Copy out all lines in the material below that contain the string "items".
-------- Listed records
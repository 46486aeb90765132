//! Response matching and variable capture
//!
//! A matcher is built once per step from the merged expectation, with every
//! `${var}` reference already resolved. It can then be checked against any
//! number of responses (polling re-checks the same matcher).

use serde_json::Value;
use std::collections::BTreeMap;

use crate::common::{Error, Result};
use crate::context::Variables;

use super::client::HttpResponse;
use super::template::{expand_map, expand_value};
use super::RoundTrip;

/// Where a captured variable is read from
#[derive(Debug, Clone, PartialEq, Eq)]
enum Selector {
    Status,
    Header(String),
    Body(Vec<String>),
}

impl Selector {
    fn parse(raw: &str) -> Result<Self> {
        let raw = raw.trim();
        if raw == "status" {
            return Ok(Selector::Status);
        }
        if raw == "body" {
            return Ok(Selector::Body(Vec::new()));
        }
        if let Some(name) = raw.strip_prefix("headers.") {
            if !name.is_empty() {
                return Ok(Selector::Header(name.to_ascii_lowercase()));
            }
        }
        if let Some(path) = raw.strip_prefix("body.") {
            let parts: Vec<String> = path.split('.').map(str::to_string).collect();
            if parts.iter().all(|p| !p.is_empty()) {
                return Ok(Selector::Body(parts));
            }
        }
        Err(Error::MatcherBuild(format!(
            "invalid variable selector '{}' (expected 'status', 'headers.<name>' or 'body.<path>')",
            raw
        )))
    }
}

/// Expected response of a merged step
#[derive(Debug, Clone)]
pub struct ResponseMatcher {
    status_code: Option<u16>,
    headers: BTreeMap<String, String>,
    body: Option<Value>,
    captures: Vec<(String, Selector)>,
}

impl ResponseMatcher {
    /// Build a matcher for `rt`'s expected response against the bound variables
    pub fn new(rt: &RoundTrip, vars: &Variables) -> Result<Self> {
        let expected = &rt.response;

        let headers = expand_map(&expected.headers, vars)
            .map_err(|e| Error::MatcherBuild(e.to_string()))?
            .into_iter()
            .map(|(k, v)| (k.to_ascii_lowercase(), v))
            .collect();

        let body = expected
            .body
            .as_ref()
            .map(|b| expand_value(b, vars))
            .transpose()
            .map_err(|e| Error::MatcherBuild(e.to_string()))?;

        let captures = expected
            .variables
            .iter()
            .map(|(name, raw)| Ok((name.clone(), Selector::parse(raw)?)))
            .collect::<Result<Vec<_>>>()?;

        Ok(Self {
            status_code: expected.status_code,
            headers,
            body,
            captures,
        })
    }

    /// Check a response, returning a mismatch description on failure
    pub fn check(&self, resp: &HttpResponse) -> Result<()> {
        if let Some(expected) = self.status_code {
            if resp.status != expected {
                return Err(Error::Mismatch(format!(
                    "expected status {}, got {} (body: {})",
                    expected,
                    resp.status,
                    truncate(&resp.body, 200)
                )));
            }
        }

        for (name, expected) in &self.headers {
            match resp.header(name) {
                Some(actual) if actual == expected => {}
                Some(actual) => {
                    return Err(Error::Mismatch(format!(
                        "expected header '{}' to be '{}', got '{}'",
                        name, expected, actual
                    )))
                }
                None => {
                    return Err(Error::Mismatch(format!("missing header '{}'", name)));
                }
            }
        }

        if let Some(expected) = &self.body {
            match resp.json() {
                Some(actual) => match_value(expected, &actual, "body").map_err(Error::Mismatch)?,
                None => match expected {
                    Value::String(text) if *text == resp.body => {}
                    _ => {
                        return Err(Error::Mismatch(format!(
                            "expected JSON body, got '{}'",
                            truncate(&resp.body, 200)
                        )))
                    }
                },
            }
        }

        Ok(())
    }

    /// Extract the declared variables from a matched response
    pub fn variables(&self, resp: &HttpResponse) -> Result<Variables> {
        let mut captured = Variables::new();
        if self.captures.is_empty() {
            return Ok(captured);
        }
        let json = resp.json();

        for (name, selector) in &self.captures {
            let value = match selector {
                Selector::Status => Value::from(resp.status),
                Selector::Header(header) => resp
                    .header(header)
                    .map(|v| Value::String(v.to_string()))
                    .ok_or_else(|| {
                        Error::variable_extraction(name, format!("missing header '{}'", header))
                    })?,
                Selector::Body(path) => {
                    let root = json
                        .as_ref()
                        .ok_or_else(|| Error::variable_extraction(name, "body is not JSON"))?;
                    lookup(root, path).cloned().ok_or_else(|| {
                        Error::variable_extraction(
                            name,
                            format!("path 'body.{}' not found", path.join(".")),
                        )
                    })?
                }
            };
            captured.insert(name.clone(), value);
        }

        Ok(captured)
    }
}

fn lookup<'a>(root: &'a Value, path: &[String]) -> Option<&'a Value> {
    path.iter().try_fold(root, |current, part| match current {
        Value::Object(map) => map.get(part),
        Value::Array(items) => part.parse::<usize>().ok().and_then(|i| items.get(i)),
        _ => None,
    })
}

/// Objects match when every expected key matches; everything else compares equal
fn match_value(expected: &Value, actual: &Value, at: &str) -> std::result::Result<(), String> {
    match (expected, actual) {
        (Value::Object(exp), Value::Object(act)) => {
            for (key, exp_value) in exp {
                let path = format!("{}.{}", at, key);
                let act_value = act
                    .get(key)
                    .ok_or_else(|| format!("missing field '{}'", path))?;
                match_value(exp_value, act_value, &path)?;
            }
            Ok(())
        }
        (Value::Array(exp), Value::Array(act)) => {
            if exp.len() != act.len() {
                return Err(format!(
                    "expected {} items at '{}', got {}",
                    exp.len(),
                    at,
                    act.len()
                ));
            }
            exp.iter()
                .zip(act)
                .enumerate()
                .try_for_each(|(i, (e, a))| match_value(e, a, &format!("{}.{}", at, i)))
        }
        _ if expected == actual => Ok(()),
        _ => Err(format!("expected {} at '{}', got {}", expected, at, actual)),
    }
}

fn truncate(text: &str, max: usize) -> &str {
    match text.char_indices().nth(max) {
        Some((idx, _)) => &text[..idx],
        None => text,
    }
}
----------------
== Task result ==
        Value::Array(items) => part.parse::<usize>().ok().and_then(|i| items.get(i)),
                    "expected {} items at '{}', got {}",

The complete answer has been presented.